- Leader: Daniel Chipenda
- Founded: 1973
- Dissolved: 16 February 1975
- Split from: MPLA
- Merged into: FNLA
- Country: Angola

= Eastern Revolt =

Angolan nationalist organization

The Eastern Revolt (Revolta do Leste; RDL) is an Angolan nationalist organization that fought in the war of independence from Portugal under the leadership of Daniel Chipenda. The RDL drew its support from the Ovimbundu ethnic group.
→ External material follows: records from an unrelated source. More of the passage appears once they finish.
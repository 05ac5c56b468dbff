// SPDX-FileCopyrightText: 2025 Semiotic AI, Inc.
//
// SPDX-License-Identifier: Apache-2.0

//! Error types for the blockchain provider collaborator.

/// Errors surfaced by a [`ChainClient`](crate::provider::ChainClient).
///
/// Only [`ResultTooLarge`](ProviderError::ResultTooLarge) is recoverable: the
/// scanner reacts to it by shrinking its window and retrying the same start
/// block. Everything else aborts the current scan, leaving the last committed
/// checkpoint in place for a future resumable retry.
#[derive(Debug, thiserror::Error)]
pub enum ProviderError {
    /// The provider refused to serve the response because it exceeded its
    /// (undocumented) page ceiling.
    #[error("result exceeds the provider page ceiling for {operation}")]
    ResultTooLarge {
        /// Description of the request that overflowed (e.g. "logs 100-200")
        operation: String,
    },

    /// The provider throttled the request.
    #[error("provider rate limited {operation}")]
    RateLimited {
        /// Description of the throttled request
        operation: String,
    },

    /// Connectivity or provider-side failure that is neither a page overflow
    /// nor an explicit throttle.
    #[error("network failure during {operation}")]
    Network {
        /// Description of the failed request
        operation: String,
        /// The underlying transport error
        #[source]
        source: Box<dyn std::error::Error + Send + Sync>,
    },

    /// The requested block does not exist on the provider.
    ///
    /// Different from a failed call: the RPC succeeded but returned nothing.
    #[error("block not found: {block_number}")]
    BlockNotFound {
        /// The block height that was not found
        block_number: u64,
    },
}

impl ProviderError {
    /// Create a `ResultTooLarge` error for the described request.
    pub fn result_too_large(operation: impl Into<String>) -> Self {
        ProviderError::ResultTooLarge {
            operation: operation.into(),
        }
    }

    /// Create a `RateLimited` error for the described request.
    pub fn rate_limited(operation: impl Into<String>) -> Self {
        ProviderError::RateLimited {
            operation: operation.into(),
        }
    }

    /// Create a `Network` error from any underlying error type.
    pub fn network(
        operation: impl Into<String>,
        source: impl std::error::Error + Send + Sync + 'static,
    ) -> Self {
        ProviderError::Network {
            operation: operation.into(),
            source: Box::new(source),
        }
    }

    /// Whether the scanner may recover from this error by shrinking its
    /// window and retrying.
    pub fn is_result_too_large(&self) -> bool {
        matches!(self, ProviderError::ResultTooLarge { .. })
    }
}
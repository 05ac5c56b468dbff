// SPDX-FileCopyrightText: 2025 Semiotic AI, Inc.
//
// SPDX-License-Identifier: Apache-2.0

//! Collection-metadata collaborator
//!
//! When a contract is scanned for the first time there is no checkpoint to
//! resume from, so the scanner needs the collection's creation timestamp to
//! seed the block-height estimator. That timestamp lives off-chain (a
//! marketplace API, a curated registry, a manual table) — this trait is the
//! seam to whatever source the deployment uses.

use alloy_primitives::Address;
use async_trait::async_trait;
use chrono::{DateTime, Utc};

use crate::errors::MetadataError;

/// Off-chain facts about a collection, keyed by contract address.
#[derive(Debug, Clone, PartialEq, Eq)]
pub struct CollectionDetails {
    /// Human-readable collection name
    pub name: String,
    /// Marketplace slug, when the source has one
    pub slug: String,
    /// When the collection was created; seeds the start-block estimate
    pub created_at: DateTime<Utc>,
}

/// Source of off-chain collection metadata.
#[async_trait]
pub trait CollectionMetadata: Send + Sync {
    /// Look up the details for `contract`.
    async fn collection_details(&self, contract: Address)
        -> Result<CollectionDetails, MetadataError>;
}

#[async_trait]
impl<M: CollectionMetadata + ?Sized> CollectionMetadata for &M {
    async fn collection_details(
        &self,
        contract: Address,
    ) -> Result<CollectionDetails, MetadataError> {
        (**self).collection_details(contract).await
    }
}

#[async_trait]
impl<M: CollectionMetadata + ?Sized> CollectionMetadata for std::sync::Arc<M> {
    async fn collection_details(
        &self,
        contract: Address,
    ) -> Result<CollectionDetails, MetadataError> {
        (**self).collection_details(contract).await
    }
}
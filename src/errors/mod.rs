//! Error types for the transferscan library.
//!
//! This module provides strongly-typed errors for all public APIs. It follows
//! a hybrid approach:
//!
//! - **Module-specific errors** for fine-grained handling ([`ProviderError`],
//!   [`ScanError`], ...)
//! - **Unified error type** ([`IndexerError`]) for callers that don't need to
//!   distinguish between error sources
//!
//! # Architecture
//!
//! Each major module has its own error type:
//! - [`ProviderError`] - Blockchain provider failures, including the
//!   recoverable `ResultTooLarge` page-ceiling overflow
//! - [`EstimationError`] - Failures during timestamp-to-block estimation
//! - [`ScanError`] - Terminal scan failures, carrying the counters
//!   accumulated before the abort
//! - [`StoreError`] - Persistence collaborator failures
//! - [`MetadataError`] - Collection-metadata lookup failures
//! - [`StatsError`] - Statistics pass failures
//!
//! # Examples
//!
//! ```rust,ignore
//! use transferscan::errors::ScanError;
//! use transferscan::TransferScanner;
//!
//! match scanner.scan(contract).await {
//!     Ok(report) => println!("found {} events", report.events_found),
//!     Err(ScanError::StartBeyondHead { start_block, head }) => {
//!         eprintln!("checkpoint {start_block} is past head {head}");
//!     }
//!     Err(e) => eprintln!("scan aborted: {e}"),
//! }
//! ```

mod estimate;
mod metadata;
mod provider;
mod scan;
mod stats;
mod store;

pub use estimate::EstimationError;
pub use metadata::MetadataError;
pub use provider::ProviderError;
pub use scan::ScanError;
pub use stats::StatsError;
pub use store::StoreError;

/// Unified error type for all transferscan operations.
///
/// Wraps every module-specific error type. All of them convert into
/// `IndexerError` via `From`, so `?` propagates naturally across module
/// boundaries.
#[derive(Debug, thiserror::Error)]
pub enum IndexerError {
    /// Error from the blockchain provider collaborator.
    #[error("provider error: {0}")]
    Provider(#[from] ProviderError),

    /// Error from block-height estimation.
    #[error("estimation error: {0}")]
    Estimation(#[from] EstimationError),

    /// Error from a scan invocation.
    #[error("scan error: {0}")]
    Scan(#[from] ScanError),

    /// Error from the persistence collaborator.
    #[error("store error: {0}")]
    Store(#[from] StoreError),

    /// Error from the metadata collaborator.
    #[error("metadata error: {0}")]
    Metadata(#[from] MetadataError),

    /// Error from a statistics pass.
    #[error("statistics error: {0}")]
    Stats(#[from] StatsError),
}
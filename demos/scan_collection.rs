// SPDX-FileCopyrightText: 2025 Semiotic AI, Inc.
//
// SPDX-License-Identifier: Apache-2.0

/// Example demonstrating a full index-and-analyze pass for one collection
///
/// This example shows how to:
/// 1. Connect a chain client to an RPC endpoint
/// 2. Scan a collection's transfer history into an in-memory store
/// 3. Run the statistics engine over the scanned transfers
///
/// Run with:
/// ```bash
/// RPC_URL=https://eth.llamarpc.com \
/// CONTRACT=0xbc4ca0eda7647a8ab7c2061c2e118a18a936f13d \
/// START_BLOCK=12287507 \
/// cargo run --package transferscan --example scan_collection
/// ```
use std::env;

use alloy_primitives::Address;
use async_trait::async_trait;
use chrono::Utc;
use transferscan::errors::MetadataError;
use transferscan::store::MemoryStore;
use transferscan::{
    CollectionDetails, CollectionMetadata, ScanConfig, StatisticsEngine, TransferScanner,
};
use url::Url;

/// Metadata source for the demo: names the collection after its address and
/// stamps it "created now", which is fine because the start block is passed
/// explicitly below.
struct StaticMetadata;

#[async_trait]
impl CollectionMetadata for StaticMetadata {
    async fn collection_details(
        &self,
        contract: Address,
    ) -> Result<CollectionDetails, MetadataError> {
        Ok(CollectionDetails {
            name: contract.to_string(),
            slug: contract.to_string(),
            created_at: Utc::now(),
        })
    }
}

#[tokio::main]
async fn main() -> Result<(), Box<dyn std::error::Error>> {
    tracing_subscriber::fmt()
        .with_env_filter(
            tracing_subscriber::EnvFilter::try_from_default_env()
                .unwrap_or_else(|_| "info".into()),
        )
        .init();

    let rpc_url: Url = env::var("RPC_URL")?.parse()?;
    let contract: Address = env::var("CONTRACT")?.parse()?;
    let start_block: u64 = env::var("START_BLOCK")?.parse()?;

    let client = transferscan::provider::connect_http(rpc_url);
    let store = MemoryStore::new();
    let config = ScanConfig::default();

    let scanner = TransferScanner::new(&client, &store, StaticMetadata, config.clone());
    let report = scanner.scan_from(contract, start_block).await?;
    println!(
        "scanned {} blocks in {} provider calls, {} events found",
        report.blocks_scanned, report.provider_calls, report.events_found
    );

    let engine = StatisticsEngine::new(&store, config);
    match engine.compute_and_store(contract).await? {
        Some(stats) => {
            println!(
                "collection gap avg {:.1} blocks (std {:.1}), cycle avg {:.3} (std {:.3})",
                stats.collection.block.avg,
                stats.collection.block.std_deviation,
                stats.collection.cycles.avg,
                stats.collection.cycles.std_deviation,
            );
            println!("{} assets qualified for per-asset statistics", stats.tokens.len());
        }
        None => println!("no transfers found, nothing to analyze"),
    }

    Ok(())
}
// SPDX-FileCopyrightText: 2025 Semiotic AI, Inc.
//
// SPDX-License-Identifier: Apache-2.0

//! Trading-velocity and trading-cycle statistics
//!
//! Consumes one collection's ordered transfer history and produces per-asset
//! and collection-level aggregates:
//!
//! - **Block-gap statistics** measure trading velocity: the mean and
//!   population standard deviation of the block gaps between consecutive
//!   transfers of the same asset. Mint-originated transfers are excluded —
//!   the gap between mint and first sale says nothing about trading.
//! - **Cycle statistics** measure circular trading: the number of distinct
//!   simple cycles in each asset's ownership graph.
//!
//! The computation layer is pure — functions take transfer slices and
//! return immutable snapshots, so there are no hidden mutation-order
//! dependencies. [`StatisticsEngine`] composes them over a
//! [`TransferStore`] and writes selected aggregates back.
//!
//! The collection-level pooled standard deviation reproduces the formula
//! the original analytics pipeline shipped with,
//! `sqrt(Σ(std_i² · n_i − 1) / (Σn_i − asset_count))`, subtracting 1 once
//! per group term. Downstream consumers calibrate against these exact
//! values, so the formula is preserved as-is rather than corrected.

use std::collections::BTreeMap;

use alloy_primitives::{Address, U256};
use tracing::{debug, info};

use crate::config::ScanConfig;
use crate::errors::StatsError;
use crate::graph::TransferGraph;
use crate::model::{TokenRecord, Transfer};
use crate::store::{CollectionStatsUpdate, TransferStore};

/// Block-gap statistics for one asset.
#[derive(Debug, Clone, Default, PartialEq)]
pub struct TokenBlockStats {
    /// Mean of the consecutive block gaps
    pub avg: f64,
    /// Population standard deviation of the gaps
    pub std_deviation: f64,
    /// Transfers backing these statistics (mint transfers excluded)
    pub total_count: usize,
    /// The gaps themselves, in chronological order
    pub diffs: Vec<u64>,
    /// Smallest observed gap
    pub fastest: Option<u64>,
    /// Largest observed non-zero gap
    pub slowest: Option<u64>,
}

/// Block-gap aggregate over a whole collection.
#[derive(Debug, Clone, Default, PartialEq)]
pub struct CollectionBlockStats {
    /// Grand mean: sum of all valid gaps divided by their total count
    /// (not a mean of per-asset means)
    pub avg: f64,
    /// Pooled standard deviation across qualifying assets
    pub std_deviation: f64,
    /// All assets seen in the transfer list, qualifying or not
    pub total_count: usize,
    /// Transfers belonging to qualifying assets
    pub valid_transfer_count: usize,
    /// Largest gap observed anywhere, with its asset
    pub high: Option<(U256, u64)>,
    /// Smallest non-zero gap observed anywhere, with its asset
    pub low: Option<(U256, u64)>,
}

/// Cycle-count aggregate over a whole collection.
#[derive(Debug, Clone, Default, PartialEq)]
pub struct CycleStats {
    pub avg: f64,
    pub std_deviation: f64,
    /// Assets the aggregate covers
    pub total_count: usize,
}

/// Everything a statistics pass produced for one asset.
#[derive(Debug, Clone, PartialEq)]
pub struct TokenSnapshot {
    pub block: TokenBlockStats,
    pub cycle_count: usize,
}

/// Collection-level aggregate snapshot.
#[derive(Debug, Clone, Default, PartialEq)]
pub struct CollectionAggregate {
    pub block: CollectionBlockStats,
    pub cycles: CycleStats,
}

/// Output of one statistics pass.
#[derive(Debug, Clone, PartialEq)]
pub struct StatisticsReport {
    pub collection: CollectionAggregate,
    /// Qualifying assets only; assets with too few transfers never appear
    pub tokens: BTreeMap<U256, TokenSnapshot>,
}

/// Group each asset's transfer blocks in chronological order.
///
/// Every asset appearing in the list gets an entry; mint-originated
/// transfers contribute no block (but still register the asset).
pub fn group_blocks_by_token(
    transfers: &[Transfer],
    mint_address: Address,
) -> BTreeMap<U256, Vec<u64>> {
    let mut grouped: BTreeMap<U256, Vec<u64>> = BTreeMap::new();
    for transfer in transfers {
        let blocks = grouped.entry(transfer.token_id).or_default();
        if transfer.from_address != mint_address {
            blocks.push(transfer.block);
        }
    }
    grouped
}

/// Block-gap statistics for one asset's chronological block list.
///
/// Returns `None` when the asset does not qualify: the rule is exclusive,
/// `blocks.len() > min_transfers`, so an asset with exactly `min_transfers`
/// recorded transfers is excluded.
pub fn token_block_stats(blocks: &[u64], min_transfers: usize) -> Option<TokenBlockStats> {
    if blocks.len() <= min_transfers {
        return None;
    }

    let diffs: Vec<u64> = blocks.windows(2).map(|w| w[1] - w[0]).collect();
    let avg = diffs.iter().sum::<u64>() as f64 / diffs.len() as f64;
    let fastest = diffs.iter().copied().min();
    let slowest = diffs.iter().copied().filter(|&d| d != 0).max();

    Some(TokenBlockStats {
        avg,
        std_deviation: population_std(&diffs, avg),
        total_count: blocks.len(),
        diffs,
        fastest,
        slowest,
    })
}

fn population_std(diffs: &[u64], avg: f64) -> f64 {
    if diffs.is_empty() {
        return 0.0;
    }
    let sum_sq: f64 = diffs.iter().map(|&d| (d as f64 - avg).powi(2)).sum();
    if sum_sq == 0.0 {
        return 0.0;
    }
    (sum_sq / diffs.len() as f64).sqrt()
}

/// Combined deviation across sample groups given as `(std, n)` pairs,
/// using the reproduced term `std² · n − 1` per group.
///
/// Returns 0 when the denominator `Σn − group_count` or the summed
/// numerator is not positive.
pub fn pooled_std_deviation(groups: impl IntoIterator<Item = (f64, usize)>) -> f64 {
    let mut diff_sum = 0.0f64;
    let mut n_sum = 0usize;
    let mut group_count = 0usize;

    for (std, n) in groups {
        diff_sum += std * std * n as f64 - 1.0;
        n_sum += n;
        group_count += 1;
    }

    let denominator = n_sum as f64 - group_count as f64;
    if diff_sum > 0.0 && denominator > 0.0 {
        (diff_sum / denominator).sqrt()
    } else {
        0.0
    }
}

/// Block-gap statistics for a whole collection.
///
/// Returns the collection aggregate and the per-asset statistics of every
/// qualifying asset. `transfers` must be ordered by `(token_id, block)` —
/// the order [`TransferStore::list_transfers_ordered`] guarantees.
pub fn compute_block_statistics(
    transfers: &[Transfer],
    mint_address: Address,
    min_transfers: usize,
) -> (CollectionBlockStats, BTreeMap<U256, TokenBlockStats>) {
    let grouped = group_blocks_by_token(transfers, mint_address);

    let mut collection = CollectionBlockStats::default();
    let mut qualifying: BTreeMap<U256, TokenBlockStats> = BTreeMap::new();
    let mut diff_total = 0u64;
    let mut diff_count = 0usize;

    for (token_id, blocks) in grouped {
        collection.total_count += 1;

        let Some(stats) = token_block_stats(&blocks, min_transfers) else {
            continue;
        };

        collection.valid_transfer_count += stats.total_count;
        for &diff in &stats.diffs {
            diff_total += diff;
            diff_count += 1;

            if collection.high.is_none_or(|(_, high)| diff > high) {
                collection.high = Some((token_id, diff));
            }
            // Zero gaps are same-block shuffles; they would pin `low`
            // to a meaningless floor.
            if diff != 0 && collection.low.is_none_or(|(_, low)| diff < low) {
                collection.low = Some((token_id, diff));
            }
        }

        qualifying.insert(token_id, stats);
    }

    if diff_count != 0 {
        collection.avg = diff_total as f64 / diff_count as f64;
    }
    collection.std_deviation = pooled_std_deviation(
        qualifying
            .values()
            .map(|s| (s.std_deviation, s.total_count)),
    );

    (collection, qualifying)
}

/// Cycle statistics for a whole collection.
///
/// Builds one ownership graph per asset and counts its simple cycles.
/// The aggregate is a plain mean and population-style deviation over
/// assets — cycle counts are whole-graph properties, not per-sample
/// measurements, so the pooled combination used for block gaps does not
/// apply. Only assets with at least one cycle contribute a squared term;
/// the divisor stays the full asset count.
pub fn compute_cycle_statistics(
    transfers: &[Transfer],
    mint_address: Address,
) -> (CycleStats, BTreeMap<U256, usize>) {
    let mut graphs: BTreeMap<U256, TransferGraph> = BTreeMap::new();
    for transfer in transfers {
        graphs
            .entry(transfer.token_id)
            .or_default()
            .add_transfer(transfer, mint_address);
    }

    let cycle_counts: BTreeMap<U256, usize> = graphs
        .iter()
        .map(|(token_id, graph)| (*token_id, graph.simple_cycle_count()))
        .collect();

    let token_count = cycle_counts.len();
    let total_cycles: usize = cycle_counts.values().sum();

    let mut stats = CycleStats::default();
    if total_cycles != 0 && token_count != 0 {
        stats.avg = total_cycles as f64 / token_count as f64;
        let diff_sum: f64 = cycle_counts
            .values()
            .filter(|&&count| count > 0)
            .map(|&count| (count as f64 - stats.avg).powi(2))
            .sum();
        stats.std_deviation = (diff_sum / token_count as f64).sqrt();
        stats.total_count = token_count;
    }

    (stats, cycle_counts)
}

/// Runs statistics passes over stored transfers and persists the results.
///
/// # Examples
///
/// ```rust,ignore
/// use transferscan::{ScanConfig, StatisticsEngine};
///
/// let engine = StatisticsEngine::new(&store, ScanConfig::default());
/// if let Some(report) = engine.compute_and_store(contract).await? {
///     println!("collection gap avg: {}", report.collection.block.avg);
/// }
/// ```
pub struct StatisticsEngine<S> {
    store: S,
    config: ScanConfig,
}

impl<S: TransferStore> StatisticsEngine<S> {
    pub fn new(store: S, config: ScanConfig) -> Self {
        Self { store, config }
    }

    /// Compute the statistics report for one collection without persisting
    /// anything. Returns `Ok(None)` when the collection has no transfers.
    pub async fn compute(&self, contract: Address) -> Result<Option<StatisticsReport>, StatsError> {
        let transfers = self.store.list_transfers_ordered(contract).await?;
        if transfers.is_empty() {
            debug!(contract = %contract, "No transfers, skipping statistics pass");
            return Ok(None);
        }

        let (block, token_block) = compute_block_statistics(
            &transfers,
            self.config.mint_address,
            self.config.min_transfers,
        );
        let (cycles, cycle_counts) =
            compute_cycle_statistics(&transfers, self.config.mint_address);

        let tokens = token_block
            .into_iter()
            .map(|(token_id, block)| {
                let cycle_count = cycle_counts.get(&token_id).copied().unwrap_or(0);
                (token_id, TokenSnapshot { block, cycle_count })
            })
            .collect();

        Ok(Some(StatisticsReport {
            collection: CollectionAggregate { block, cycles },
            tokens,
        }))
    }

    /// Compute and persist: collection aggregates are written only when
    /// both the gap and cycle averages are non-zero, and a per-asset row is
    /// created only when its gap average is positive.
    pub async fn compute_and_store(
        &self,
        contract: Address,
    ) -> Result<Option<StatisticsReport>, StatsError> {
        let Some(report) = self.compute(contract).await? else {
            return Ok(None);
        };

        let aggregate = &report.collection;
        if aggregate.block.avg != 0.0 && aggregate.cycles.avg != 0.0 {
            self.store
                .set_collection_stats(
                    contract,
                    CollectionStatsUpdate {
                        block_diff_average: aggregate.block.avg,
                        block_diff_std: aggregate.block.std_deviation,
                        cycle_average: aggregate.cycles.avg,
                        cycle_std: aggregate.cycles.std_deviation,
                    },
                )
                .await?;
        }

        let mut tokens_written = 0usize;
        for (token_id, snapshot) in &report.tokens {
            if snapshot.block.avg > 0.0 {
                self.store
                    .upsert_token_stats(TokenRecord {
                        contract_address: contract,
                        token_id: *token_id,
                        block_diff_average: snapshot.block.avg,
                        block_diff_std: snapshot.block.std_deviation,
                        transfer_count: snapshot.block.total_count as u64,
                        cycle_count: snapshot.cycle_count as u64,
                    })
                    .await?;
                tokens_written += 1;
            }
        }

        info!(
            contract = %contract,
            tokens_written,
            gap_avg = aggregate.block.avg,
            cycle_avg = aggregate.cycles.avg,
            "Persisted statistics pass"
        );

        Ok(Some(report))
    }
}
// SPDX-FileCopyrightText: 2025 Semiotic AI, Inc.
//
// SPDX-License-Identifier: Apache-2.0

//! Blockchain provider collaborator
//!
//! The scanner and estimator never talk to an RPC endpoint directly; they
//! depend on the narrow [`ChainClient`] capability set, which keeps them
//! testable against scripted fixtures. [`RpcChainClient`] is the production
//! implementation over any Alloy provider.

mod filter;
mod rpc;

pub use filter::{TransferLogFilter, TRANSFER_EVENT_SIGNATURE};
pub use rpc::{connect_http, RpcChainClient};

use alloy_primitives::{Address, BlockNumber};
use alloy_rpc_types::Log;
use async_trait::async_trait;

use crate::errors::ProviderError;

/// Capability set the indexer needs from a blockchain provider.
///
/// Three calls, all blocking suspension points of the scan loop:
/// chain-head lookup, block-timestamp lookup (the estimator's oracle), and
/// the filtered log fetch itself.
///
/// # Errors
///
/// `transfer_logs` fails with [`ProviderError::ResultTooLarge`] when the
/// requested window exceeds the provider's page ceiling; the scanner treats
/// that as recoverable. All other failures abort the current operation.
#[async_trait]
pub trait ChainClient: Send + Sync {
    /// Current chain head height.
    async fn chain_head(&self) -> Result<BlockNumber, ProviderError>;

    /// Timestamp (Unix seconds) of the block at `height`.
    ///
    /// Monotonic in `height`; the estimator relies on this.
    async fn block_timestamp(&self, height: BlockNumber) -> Result<u64, ProviderError>;

    /// Transfer-event logs emitted by `contract` in `[from_block, to_block]`
    /// (both inclusive), filtered by the transfer topic signature.
    async fn transfer_logs(
        &self,
        contract: Address,
        from_block: BlockNumber,
        to_block: BlockNumber,
    ) -> Result<Vec<Log>, ProviderError>;
}

// Forwarding impls so components can borrow or share a client without
// caring how the caller owns it, mirroring Alloy's Provider convention.

#[async_trait]
impl<C: ChainClient + ?Sized> ChainClient for &C {
    async fn chain_head(&self) -> Result<BlockNumber, ProviderError> {
        (**self).chain_head().await
    }

    async fn block_timestamp(&self, height: BlockNumber) -> Result<u64, ProviderError> {
        (**self).block_timestamp(height).await
    }

    async fn transfer_logs(
        &self,
        contract: Address,
        from_block: BlockNumber,
        to_block: BlockNumber,
    ) -> Result<Vec<Log>, ProviderError> {
        (**self).transfer_logs(contract, from_block, to_block).await
    }
}

#[async_trait]
impl<C: ChainClient + ?Sized> ChainClient for std::sync::Arc<C> {
    async fn chain_head(&self) -> Result<BlockNumber, ProviderError> {
        (**self).chain_head().await
    }

    async fn block_timestamp(&self, height: BlockNumber) -> Result<u64, ProviderError> {
        (**self).block_timestamp(height).await
    }

    async fn transfer_logs(
        &self,
        contract: Address,
        from_block: BlockNumber,
        to_block: BlockNumber,
    ) -> Result<Vec<Log>, ProviderError> {
        (**self).transfer_logs(contract, from_block, to_block).await
    }
}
In May 1966, Chipenda, then a member of the Popular Movement for the Liberation of Angola (MPLA), established the Eastern Front, significantly expanding the MPLA's reach in Angola. When the EF collapsed, Chipenda and MPLA leader Agostinho Neto each blamed the other's factions. In 1972, the Soviet Union allied with Chipenda's faction, giving him aid. The Eastern Revolt also received aid from the governments of Zambia and South Africa. Chipenda left the MPLA in 1973, founding the Eastern Revolt with 1,500 former MPLA followers. He opposed the MPLA's mestizo-leadership and was wary of the Soviet Union, despite its support.

In 1973, the Soviet Union invited Neto to Moscow and told him Chipenda planned to assassinate him. Although Chipenda joined the National Liberation Front of Angola (FNLA) in September 1974, the Eastern Revolt's existence continued and RDL forces fought against the MPLA in February 1975.